Without action, government lawyers had told the court, the government would be forced “to abruptly reinstate a broad and controversial immigration enforcement program that has been formally suspended for seven months and largely dormant for nearly nine months before that.”
MPP, developed to address illegal immigration, was centered around making many asylum-seekers wait in Mexico for their claims to be heard and included erecting new courts near the southern border to adjudicate the claims.
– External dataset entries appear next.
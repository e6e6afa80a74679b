//! Support functions called by generated accessors.
//!
//! Everything here works on `serde_json::Value` and returns `None` for a
//! missing result. The work is done by the same code [`crate::evaluate`]
//! uses, so an accessor produced by [`crate::codegen`] selects exactly what
//! evaluating the expression would.

use log::warn;
use serde_json::Value as Json;

use crate::{
    ast::Comparator,
    evaluator::{self, Evaluator},
    functions::Arg,
    value::Value,
};

fn to_value(json: Option<Json>) -> Value {
    json.map(Value::from).unwrap_or(Value::Null)
}

fn to_json(value: Value) -> Option<Json> {
    if value.is_null() { None } else { Some(value.into()) }
}

/// JMESPath truthiness; `None` is falsy.
pub fn is_truthy(value: &Option<Json>) -> bool {
    value.as_ref().is_some_and(is_truthy_value)
}

pub fn is_truthy_value(value: &Json) -> bool {
    match value {
        Json::Null => false,
        Json::Bool(b) => *b,
        Json::Number(_) => true,
        Json::String(s) => !s.is_empty(),
        Json::Array(items) => !items.is_empty(),
        Json::Object(map) => !map.is_empty(),
    }
}

/// `[index]`, negative indices counting from the end.
pub fn index(value: &Json, index: i64) -> Option<Json> {
    let items = value.as_array()?;
    let i = evaluator::resolve_index(items.len(), index)?;
    items.get(i).filter(|v| !v.is_null()).cloned()
}

/// `[start:stop:step]`; `None` when `value` isn't an array.
pub fn slice(value: &Json, start: Option<i64>, stop: Option<i64>, step: Option<i64>) -> Option<Json> {
    let items = value.as_array()?;
    let sliced = evaluator::slice_indices(items.len(), start, stop, step)
        .into_iter()
        .filter_map(|i| items.get(i).cloned())
        .collect();
    Some(Json::Array(sliced))
}

/// Merges nested arrays one level deep.
pub fn flatten(value: Option<Json>) -> Option<Json> {
    to_json(evaluator::flatten(to_value(value)))
}

/// Values of an object, in key order.
pub fn object_values(value: Option<Json>) -> Option<Json> {
    match value? {
        Json::Object(map) => Some(Json::Array(map.into_iter().map(|(_, v)| v).collect())),
        _ => None,
    }
}

/// Comparison by operator symbol (`"=="`, `"<"`, ...).
pub fn compare(op: &str, lhs: Option<Json>, rhs: Option<Json>) -> Option<Json> {
    let Some(op) = Comparator::from_symbol(op) else {
        warn!("generated code used unknown comparator '{}'", op);
        return None;
    };
    to_json(evaluator::compare_values(op, &to_value(lhs), &to_value(rhs)))
}

/// Calls a built-in. Errors are logged and give `None`, since a generated
/// accessor has no error channel.
pub fn call(name: &str, args: Vec<Option<Json>>) -> Option<Json> {
    let args: Vec<Arg<'_>> = args.into_iter().map(|a| Arg::Value(to_value(a))).collect();
    match Evaluator::new().call_function(name, args) {
        Ok(value) => to_json(value),
        Err(e) => {
            warn!("{}", e);
            None
        }
    }
}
Homeland Security officials during the Trump administration said the program proved effective in alleviating the crushing pressure that asylum-seekers placed on immigration courts, and compelled some immigrants to go home rather than wait for their cases to come to a conclusion.
Homeland Security officials during the Biden administration have argued the program had serious flaws and didn’t fit into Biden’s desire to overhaul the immigration system into a more humane one.
The panel consisted of Judges Jennifer Elrod, a George W. Bush nominee; Andrew Oldham, a Trump nominee; and Cory Wilson, a Trump nominee.